Primark is great for clothing for pro-tan!

I don't mind spending a tenner on some gym gear at TK Maxx, get it in clearance, I have stacks of stuff that was like 2 pounds! But it would be 30-40 quid in a normal shop.

Have to dig a bit!

x

x

x

T


----------



## Magic Torch (May 30, 2005)

Tatyana said:


> P-offf you are not skinny!


Yeah but all the clothes are like XXXXXXXL when you buy baggies lol 

I wont be next year


----------



## mitch1436114502 (Jun 13, 2005)

GAP, for some cheap baggies...


----------



## rayvonn (Nov 17, 2005)

Hi mate

Just got a weider ragtop off ebay came today was about £13 buy it now its good quality the same person sells other weider stuff too, also just got 2 e-books for £2 one telling how to make your own supplements very good indeed!

hope this helps:beer:


----------



## Littleluke (Nov 21, 2005)

I was going to get some baggies but me and Jamie would have to share.. one in each leg lol


----------



## Galtonator (Jul 21, 2004)

i get all my stuff from extreme Doug has some quality stuff


----------



## EXTREME (Aug 5, 2005)

remember you all get 25% off all stuff on the Extreme site (except stuff already discounted in our specials section), so £30 baggies are £22.50 to UK-Muscle.co.uk members.

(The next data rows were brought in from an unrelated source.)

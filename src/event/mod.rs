//! Ingestion events
//!
//! Queue messages announcing newly stored images, and the decoder that
//! normalizes them into one event per image.

pub mod decoder;
pub mod types;

pub use decoder::{DecodeError, DecodedMessage, EventDecoder};
pub use types::{ImageReference, InboundMessage, IngestionEvent};
//! Queue batch request/response data transfer objects

use serde::{Deserialize, Serialize};

use crate::event::InboundMessage;
use crate::service::BatchOutcome;

/// Batch of queue messages as delivered to the consumer
#[derive(Debug, Deserialize)]
pub struct QueueBatch {
    #[serde(rename = "Records", default)]
    pub records: Vec<QueueMessage>,
}

#[derive(Debug, Deserialize)]
pub struct QueueMessage {
    #[serde(rename = "messageId")]
    pub message_id: String,
    pub body: String,
}

impl QueueBatch {
    pub fn into_messages(self) -> Vec<InboundMessage> {
        self.records
            .into_iter()
            .map(|r| InboundMessage::new(r.message_id, r.body))
            .collect()
    }
}

/// Partial batch response: the messages to redeliver
#[derive(Debug, Default, PartialEq, Eq, Serialize)]
pub struct BatchResponse {
    #[serde(rename = "batchItemFailures")]
    pub batch_item_failures: Vec<ItemFailure>,
}

#[derive(Debug, PartialEq, Eq, Serialize)]
pub struct ItemFailure {
    #[serde(rename = "itemIdentifier")]
    pub item_identifier: String,
}

impl From<&BatchOutcome> for BatchResponse {
    fn from(outcome: &BatchOutcome) -> Self {
        Self {
            batch_item_failures: outcome
                .redeliver_ids()
                .map(|id| ItemFailure {
                    item_identifier: id.to_string(),
                })
                .collect(),
        }
    }
}

impl BatchResponse {
    pub fn is_success(&self) -> bool {
        self.batch_item_failures.is_empty()
    }
}
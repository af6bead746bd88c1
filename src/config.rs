//! Pipeline configuration
//!
//! Tuning comes from `config.toml`; the target table, bucket and region come
//! from the process environment and override whatever the file says.

use std::path::PathBuf;
use std::time::{Duration, Instant};

use serde::Deserialize;
use thiserror::Error;

/// Environment variable naming the aggregate table
pub const TABLE_VAR: &str = "Table";
/// Environment variable naming the image bucket
pub const BUCKET_VAR: &str = "Bucket";
/// Environment variable naming the region
pub const REGION_VAR: &str = "Region";

/// Missing required configuration. Fatal for the invocation.
#[derive(Debug, Clone, PartialEq, Eq, Error)]
pub enum ConfigError {
    #[error("missing required configuration: {0}")]
    Missing(&'static str),
}

#[derive(Debug, Clone, Default, Deserialize)]
pub struct Config {
    #[serde(default)]
    pub target: TargetConfig,
    #[serde(default)]
    pub pipeline: PipelineConfig,
    #[serde(default)]
    pub storage: StorageConfig,
}

/// Where aggregates and images live
#[derive(Debug, Clone, Default, PartialEq, Eq, Deserialize)]
pub struct TargetConfig {
    #[serde(default)]
    pub table: String,
    #[serde(default)]
    pub bucket: String,
    #[serde(default)]
    pub region: String,
}

#[derive(Debug, Clone, Deserialize)]
#[serde(default)]
pub struct PipelineConfig {
    /// Time budget for one batch, in milliseconds
    pub deadline_ms: Option<u64>,
    /// Skip appending a URL an identity already holds
    pub deduplicate_images: bool,
}

#[derive(Debug, Clone, Copy, PartialEq, Eq, Deserialize)]
#[serde(rename_all = "lowercase")]
pub enum StorageType {
    Memory,
    Sqlite,
    Dynamodb,
}

#[derive(Debug, Clone, Deserialize)]
#[serde(default)]
pub struct StorageConfig {
    #[serde(rename = "type")]
    pub storage_type: StorageType,
    pub sqlite_path: Option<PathBuf>,
    /// Endpoint override for DynamoDB (e.g. LocalStack)
    pub endpoint: Option<String>,
    pub timeout_ms: Option<u64>,
    /// Bound on optimistic merge attempts
    pub max_merge_attempts: u32,
}

impl TargetConfig {
    /// Build from a key lookup, e.g. the process environment.
    pub fn from_lookup<F>(lookup: F) -> Result<Self, ConfigError>
    where
        F: Fn(&str) -> Option<String>,
    {
        let mut target = Self::default();
        target.overlay(lookup);
        target.validate()?;
        Ok(target)
    }

    /// Replace fields with non-empty values from `lookup`
    pub fn overlay<F>(&mut self, lookup: F)
    where
        F: Fn(&str) -> Option<String>,
    {
        let fields = [
            (TABLE_VAR, &mut self.table),
            (BUCKET_VAR, &mut self.bucket),
            (REGION_VAR, &mut self.region),
        ];
        for (key, field) in fields {
            if let Some(value) = lookup(key).filter(|v| !v.is_empty()) {
                *field = value;
            }
        }
    }

    pub fn validate(&self) -> Result<(), ConfigError> {
        if self.table.is_empty() {
            return Err(ConfigError::Missing(TABLE_VAR));
        }
        if self.bucket.is_empty() {
            return Err(ConfigError::Missing(BUCKET_VAR));
        }
        if self.region.is_empty() {
            return Err(ConfigError::Missing(REGION_VAR));
        }
        Ok(())
    }
}

impl PipelineConfig {
    /// Absolute deadline for a batch starting now
    pub fn deadline_from_now(&self) -> Option<Instant> {
        self.deadline_ms
            .map(|ms| Instant::now() + Duration::from_millis(ms))
    }
}

impl Config {
    pub fn load(path: &str) -> anyhow::Result<Self> {
        let content = std::fs::read_to_string(path)?;
        let config: Config = toml::from_str(&content)?;
        Ok(config)
    }

    pub fn default_path() -> &'static str {
        "config.toml"
    }

    /// Overlay the environment onto the target section and validate it
    pub fn apply_env(&mut self) -> Result<(), ConfigError> {
        self.apply_lookup(|key| std::env::var(key).ok())
    }

    pub fn apply_lookup<F>(&mut self, lookup: F) -> Result<(), ConfigError>
    where
        F: Fn(&str) -> Option<String>,
    {
        self.target.overlay(lookup);
        self.target.validate()
    }
}

impl Default for PipelineConfig {
    fn default() -> Self {
        Self {
            deadline_ms: Some(30_000),
            deduplicate_images: true,
        }
    }
}

impl Default for StorageConfig {
    fn default() -> Self {
        Self {
            storage_type: StorageType::Dynamodb,
            sqlite_path: Some(PathBuf::from("data/aggregates.db")),
            endpoint: None,
            timeout_ms: Some(5_000),
            max_merge_attempts: crate::storage::memory::DEFAULT_MAX_ATTEMPTS,
        }
    }
}

#[cfg(test)]
mod tests {
    use std::collections::HashMap;

    use super::*;

    fn lookup(vars: &[(&str, &str)]) -> impl Fn(&str) -> Option<String> {
        let vars: HashMap<String, String> = vars
            .iter()
            .map(|(k, v)| (k.to_string(), v.to_string()))
            .collect();
        move |key: &str| vars.get(key).cloned()
    }

    #[test]
    fn test_target_from_lookup() {
        let target =
            TargetConfig::from_lookup(lookup(&[("Table", "celebs"), ("Bucket", "b"), ("Region", "r")]))
                .unwrap();
        assert_eq!(target.table, "celebs");
        assert_eq!(target.bucket, "b");
        assert_eq!(target.region, "r");
    }

    #[test]
    fn test_missing_table_is_fatal() {
        let err = TargetConfig::from_lookup(lookup(&[("Bucket", "b"), ("Region", "r")])).unwrap_err();
        assert_eq!(err, ConfigError::Missing("Table"));
    }

    #[test]
    fn test_empty_value_counts_as_missing() {
        let err =
            TargetConfig::from_lookup(lookup(&[("Table", "t"), ("Bucket", ""), ("Region", "r")]))
                .unwrap_err();
        assert_eq!(err, ConfigError::Missing("Bucket"));
    }

    #[test]
    fn test_environment_overrides_file() {
        let mut config: Config = toml::from_str(
            r#"
            [target]
            table = "from-file"
            bucket = "file-bucket"
            region = "eu-west-1"
            "#,
        )
        .unwrap();

        config.target.overlay(lookup(&[("Table", "from-env")]));
        assert_eq!(config.target.table, "from-env");
        assert_eq!(config.target.bucket, "file-bucket");
        assert!(config.target.validate().is_ok());
    }

    #[test]
    fn test_parse_full_file() {
        let config: Config = toml::from_str(
            r#"
            [pipeline]
            deadline_ms = 1500
            deduplicate_images = false

            [storage]
            type = "sqlite"
            sqlite_path = "/tmp/agg.db"
            max_merge_attempts = 8
            "#,
        )
        .unwrap();

        assert_eq!(config.pipeline.deadline_ms, Some(1500));
        assert!(!config.pipeline.deduplicate_images);
        assert_eq!(config.storage.storage_type, StorageType::Sqlite);
        assert_eq!(config.storage.max_merge_attempts, 8);
        assert!(config.storage.endpoint.is_none());
    }

    #[test]
    fn test_defaults() {
        let config = Config::default();
        assert!(config.pipeline.deduplicate_images);
        assert_eq!(config.storage.storage_type, StorageType::Dynamodb);
        assert!(config.target.validate().is_err());
    }

    #[test]
    fn test_apply_lookup_fills_and_validates() {
        let mut config: Config = toml::from_str(
            r#"
            [target]
            region = "eu-west-1"
            "#,
        )
        .unwrap();

        let err = config.apply_lookup(lookup(&[("Table", "celebs")])).unwrap_err();
        assert_eq!(err, ConfigError::Missing("Bucket"));

        config
            .apply_lookup(lookup(&[("Bucket", "images")]))
            .unwrap();
        assert_eq!(config.target.table, "celebs");
        assert_eq!(config.target.bucket, "images");
        assert_eq!(config.target.region, "eu-west-1");
    }
}
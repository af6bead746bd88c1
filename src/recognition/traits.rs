//! Recognition abstraction traits
//!
//! Defines the interface to the celebrity recognition service and the closed
//! set of failure kinds the pipeline branches on.

use std::fmt;

use async_trait::async_trait;
use serde::{Deserialize, Serialize};
use thiserror::Error;

use crate::event::ImageReference;

/// A face the service matched to a known identity
#[derive(Debug, Clone, PartialEq, Eq, Serialize, Deserialize)]
pub struct RecognizedFace {
    /// Durable identifier assigned by the recognition service
    pub identity_id: String,
    pub display_name: String,
}

impl RecognizedFace {
    pub fn new(identity_id: impl Into<String>, display_name: impl Into<String>) -> Self {
        Self {
            identity_id: identity_id.into(),
            display_name: display_name.into(),
        }
    }
}

/// Recognition result for one image
#[derive(Debug, Clone, Default, PartialEq, Eq)]
pub struct Recognition {
    pub faces: Vec<RecognizedFace>,
    /// Faces detected but not matched to any identity
    pub unrecognized_count: usize,
}

/// Why a recognition call failed
#[derive(Debug, Clone, Copy, PartialEq, Eq, Hash)]
pub enum RecognitionErrorKind {
    /// Image missing, corrupt, too large or in an unsupported format
    InvalidInput,
    AccessDenied,
    RateLimited,
    Throttled,
    ServiceInternal,
    Unknown,
}

impl RecognitionErrorKind {
    /// Map a service error code to its kind.
    ///
    /// This is the only place provider codes are inspected.
    pub fn from_code(code: &str) -> Self {
        match code {
            "InvalidS3ObjectException"
            | "InvalidParameterException"
            | "ImageTooLargeException"
            | "InvalidImageFormatException" => RecognitionErrorKind::InvalidInput,
            "AccessDeniedException" => RecognitionErrorKind::AccessDenied,
            "ProvisionedThroughputExceededException" => RecognitionErrorKind::RateLimited,
            "ThrottlingException" => RecognitionErrorKind::Throttled,
            "InternalServerError" => RecognitionErrorKind::ServiceInternal,
            _ => RecognitionErrorKind::Unknown,
        }
    }

    /// Whether redelivering the image later may succeed
    pub fn is_retryable(self) -> bool {
        matches!(
            self,
            RecognitionErrorKind::RateLimited
                | RecognitionErrorKind::Throttled
                | RecognitionErrorKind::ServiceInternal
        )
    }

    pub fn as_str(self) -> &'static str {
        match self {
            RecognitionErrorKind::InvalidInput => "invalid_input",
            RecognitionErrorKind::AccessDenied => "access_denied",
            RecognitionErrorKind::RateLimited => "rate_limited",
            RecognitionErrorKind::Throttled => "throttled",
            RecognitionErrorKind::ServiceInternal => "service_internal",
            RecognitionErrorKind::Unknown => "unknown",
        }
    }
}

impl fmt::Display for RecognitionErrorKind {
    fn fmt(&self, f: &mut fmt::Formatter<'_>) -> fmt::Result {
        f.write_str(self.as_str())
    }
}

/// Recognition failure with its classified kind
#[derive(Debug, Clone, PartialEq, Eq, Error)]
#[error("recognition failed ({kind}): {message}")]
pub struct RecognitionError {
    kind: RecognitionErrorKind,
    message: String,
}

impl RecognitionError {
    pub fn new(kind: RecognitionErrorKind, message: impl Into<String>) -> Self {
        Self {
            kind,
            message: message.into(),
        }
    }

    /// Build from a raw service error code
    pub fn from_code(code: &str, message: impl Into<String>) -> Self {
        Self::new(RecognitionErrorKind::from_code(code), message)
    }

    pub fn kind(&self) -> RecognitionErrorKind {
        self.kind
    }

    pub fn is_retryable(&self) -> bool {
        self.kind.is_retryable()
    }

    pub fn message(&self) -> &str {
        &self.message
    }
}

/// Celebrity recognition trait
/// Implementations must be thread-safe and async-compatible
#[async_trait]
pub trait CelebrityRecognizer: Send + Sync + 'static {
    /// Recognize the celebrities visible in a stored image
    async fn recognize(&self, image: &ImageReference) -> Result<Recognition, RecognitionError>;
}

#[cfg(test)]
mod tests {
    use super::*;

    #[test]
    fn test_code_classification() {
        let cases = [
            ("InvalidS3ObjectException", RecognitionErrorKind::InvalidInput, false),
            ("InvalidParameterException", RecognitionErrorKind::InvalidInput, false),
            ("ImageTooLargeException", RecognitionErrorKind::InvalidInput, false),
            ("InvalidImageFormatException", RecognitionErrorKind::InvalidInput, false),
            ("AccessDeniedException", RecognitionErrorKind::AccessDenied, false),
            ("ProvisionedThroughputExceededException", RecognitionErrorKind::RateLimited, true),
            ("ThrottlingException", RecognitionErrorKind::Throttled, true),
            ("InternalServerError", RecognitionErrorKind::ServiceInternal, true),
            ("SomethingNew", RecognitionErrorKind::Unknown, false),
            ("", RecognitionErrorKind::Unknown, false),
        ];

        for (code, kind, retryable) in cases {
            let err = RecognitionError::from_code(code, "boom");
            assert_eq!(err.kind(), kind, "code {code}");
            assert_eq!(err.is_retryable(), retryable, "code {code}");
        }
    }

    #[test]
    fn test_error_display() {
        let err = RecognitionError::new(RecognitionErrorKind::Throttled, "slow down");
        assert_eq!(err.to_string(), "recognition failed (throttled): slow down");
    }
}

The GASP jeans are awesome.


----------



## Magic Torch (May 30, 2005)

lukeybigarms said:


> I was going to get some baggies but me and Jamie would have to share.. one in each leg lol


We could prob fit the Capster in aswell?

Are you gonna get your **** up to Baz and V's show in Nov Lukey?


----------



## andye (Jan 30, 2006)

EXTREME said:


> remember you all get 25% off all stuff on the Extreme site (except stuff already discounted in our specials section), so £30 baggies are £22.50 to UK-Muscle.co.uk members.
> 
> The GASP jeans are awesome.


cool

i wasnt aware of this. cheers


----------



## strongbone (Feb 16, 2008)

I am going to buy some clothing from extreme but no idea on Sizes? in inches?


----------



## wogihao (Jun 15, 2007)

America, even with the shipping its still cheaper.

House of pain are good.


----------



## Magic Torch (May 30, 2005)

strongbone said:


> I am going to buy some clothing from extreme but no idea on Sizes? in inches?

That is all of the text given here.